True to their name, The Neo-Futurists abide by the principles of neo-futurism, which is a type of multi-faceted theatre that, according to their website, is “built on a belief in truthful, direct communication between the performer and the audience.”  Actors “perform honest, immediate theatre grounded in their personal experiences and perspectives… [a] fusion of sport, poetry and living-newspaper.” The work the troupe performs is not aimed “to ‘suspend the audience’s disbelief,’ but to create a world where the stage is a continuation of daily life.”  

It’s part surrealism, part absurdism, and all topical and timely.  

A group of performers play different musical instruments on stage, lit by a red light.
Photo Credit: Anna Gelman / The Neo-Futurist Theater
At The Neo-Futurist Theatre. there’s often direct communication and interaction between the performers and the audience.

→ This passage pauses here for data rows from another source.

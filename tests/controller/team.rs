use cap_tracker::{
    model::team::{CreateTeamDto, TeamDto},
    server::controller::team::{create_team, get_team, get_team_by_abbreviation, list_teams},
};

use super::*;

fn create_team_dto(abbreviation: &str) -> CreateTeamDto {
    CreateTeamDto {
        name: "Bills".to_string(),
        abbreviation: abbreviation.to_string(),
        city: "Buffalo".to_string(),
        conference: "AFC".to_string(),
        division: "East".to_string(),
        primary_color: Some("#00338D".to_string()),
        secondary_color: Some("#C60C30".to_string()),
    }
}

/// Expect 200 with teams ordered by ID
#[tokio::test]
async fn lists_teams() -> Result<(), TestError> {
    let test = TestBuilder::new()
        .with_league_tables()
        .with_mock_team("KC")
        .with_mock_team("BUF")
        .build()
        .await?;

    let result = list_teams(State(test.to_app_state::<AppState>())).await;

    assert!(result.is_ok());
    let (status, teams): (_, Vec<TeamDto>) = response_json(result.unwrap().into_response()).await;
    assert_eq!(status, StatusCode::OK);
    let abbreviations: Vec<_> = teams.iter().map(|t| t.abbreviation.as_str()).collect();
    assert_eq!(abbreviations, vec!["KC", "BUF"]);

    Ok(())
}

/// Expect 200 with the stored team, then 409 for the same abbreviation
#[tokio::test]
async fn creates_team_once() -> Result<(), TestError> {
    let test = TestBuilder::new().with_league_tables().build().await?;

    let result = create_team(
        State(test.to_app_state::<AppState>()),
        Json(create_team_dto("buf")),
    )
    .await;

    assert!(result.is_ok());
    let (status, team): (_, TeamDto) = response_json(result.unwrap().into_response()).await;
    assert_eq!(status, StatusCode::OK);
    assert_eq!(team.abbreviation, "BUF");

    let result = create_team(
        State(test.to_app_state::<AppState>()),
        Json(create_team_dto("BUF")),
    )
    .await;

    assert!(result.is_err());
    let resp = result.err().unwrap().into_response();
    assert_eq!(resp.status(), StatusCode::CONFLICT);

    Ok(())
}

/// Expect 422 for a malformed team color
#[tokio::test]
async fn rejects_invalid_color() -> Result<(), TestError> {
    let test = TestBuilder::new().with_league_tables().build().await?;

    let mut team = create_team_dto("BUF");
    team.primary_color = Some("blue".to_string());
    let result = create_team(State(test.to_app_state::<AppState>()), Json(team)).await;

    assert!(result.is_err());
    let resp = result.err().unwrap().into_response();
    assert_eq!(resp.status(), StatusCode::UNPROCESSABLE_ENTITY);

    Ok(())
}

/// Expect 404 with "Team not found" for a missing ID
#[tokio::test]
async fn get_team_fails_for_missing_team() -> Result<(), TestError> {
    let test = TestBuilder::new().with_league_tables().build().await?;

    let result = get_team(State(test.to_app_state::<AppState>()), Path(12)).await;

    assert!(result.is_err());
    let (status, body): (_, ErrorDto) =
        response_json(result.err().unwrap().into_response()).await;
    assert_eq!(status, StatusCode::NOT_FOUND);
    assert_eq!(body.detail, "Team not found");

    Ok(())
}

/// Expect 200 for a lowercase abbreviation lookup
#[tokio::test]
async fn gets_team_by_lowercase_abbreviation() -> Result<(), TestError> {
    let test = TestBuilder::new()
        .with_league_tables()
        .with_mock_team("SF")
        .build()
        .await?;

    let result = get_team_by_abbreviation(
        State(test.to_app_state::<AppState>()),
        Path("sf".to_string()),
    )
    .await;

    assert!(result.is_ok());
    let (status, team): (_, TeamDto) = response_json(result.unwrap().into_response()).await;
    assert_eq!(status, StatusCode::OK);
    assert_eq!(team.abbreviation, "SF");

    Ok(())
}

Theatre reviewer Emma Durbin provided an ideal example of the cast’s neo-futurist work in an article in Rescripted: “My favorite skit of all time was by Ensemble Member Leah Urzendowski, who kicked, punched, and stomped on a diagram of a vulva; a disturbingly accurate depiction of what it felt like to bike the gravel section of Clark Street between Foster and Montrose when it was under construction pre-pandemic. I have never laughed so hard in my life.” 

The best example of The Neo-Futurists’ combined work is their ensemble performance, The Infinite Wrench, where audiences see 30 original two-minute plays written by the cast within 60 minutes—and the plays change every week to address current events and personal developments in (almost) real-time. And because each performance engages audience feedback by calling out random numbers, which determines which of the mini-plays will be performed at that moment, no two performances are alike. When the timer goes off, the cast moves quickly to the next play, which may be a very different genre than the last.  

A person of light skin tone sits by an overhead projector, while a screen behind them shows an image of a beach with words that read, "Today I sat by the lake at Foster beach, which was your favorite view of the water."
Photo Credit: Anna Gelman / The Neo-Futurist Theater
Works by The Neo-Futurists are grounded in their personal experiences and perspectives.

It’s easy to imagine The Infinite Wrench is so named because of all the “wrenches” being thrown in the performance. The mini-plays are funny, heartrending, political, and sometimes downright bizarre, yet the emotional connection with the audience is so sincere in each that even when genres and subjects are switched abruptly from one play to the next, they flow more seamlessly than one might expect.  

The show is performed in a small theatre where the audience seating encompasses the stage on three sides and there’s practically no separation between the audience and the cast. Viewers are warned that choosing to sit in the first two rows is consenting to potentially participating in the skits. Only those seated in the back get the spectator-only experience and even then you’re still close enough to make direct eye contact with the cast, which adds to the intimacy of the storytelling experience. 

A group of people gesture and perform in a black box theater.
Photo Credit: Joe Mazza / The Neo-Futurist Theatre
Performances by the group are a “fusion of sport, poetry and living-newspaper.”

Even after seeing a show, it’s a struggle for me to articulate the experience to someone who wasn’t there. The easiest way for me to describe it is to say the feeling is similar to watching the 2022 sci-fi adventure indie hit Everything Everywhere All at Once, where a Chinese-American woman simply wants to do the business taxes for the laundromat she and her husband own but keeps getting pulled into alternate realities. Like the film, there are moments in Neo-Futurist shows where you’re shocked and moments where you’re deeply confused, but the overall effect is one of emotional vulnerability and necessity; something that gets to the core of the human experience in a way that goes largely untouched in the world at large.  

While there are offshoots of The Neo-Futurists in San Francisco, New York City, and London, the Chicago branch is the originator, making this Italian Futurist-inspired type of theatre as distinctly Midwestern as Italian beef.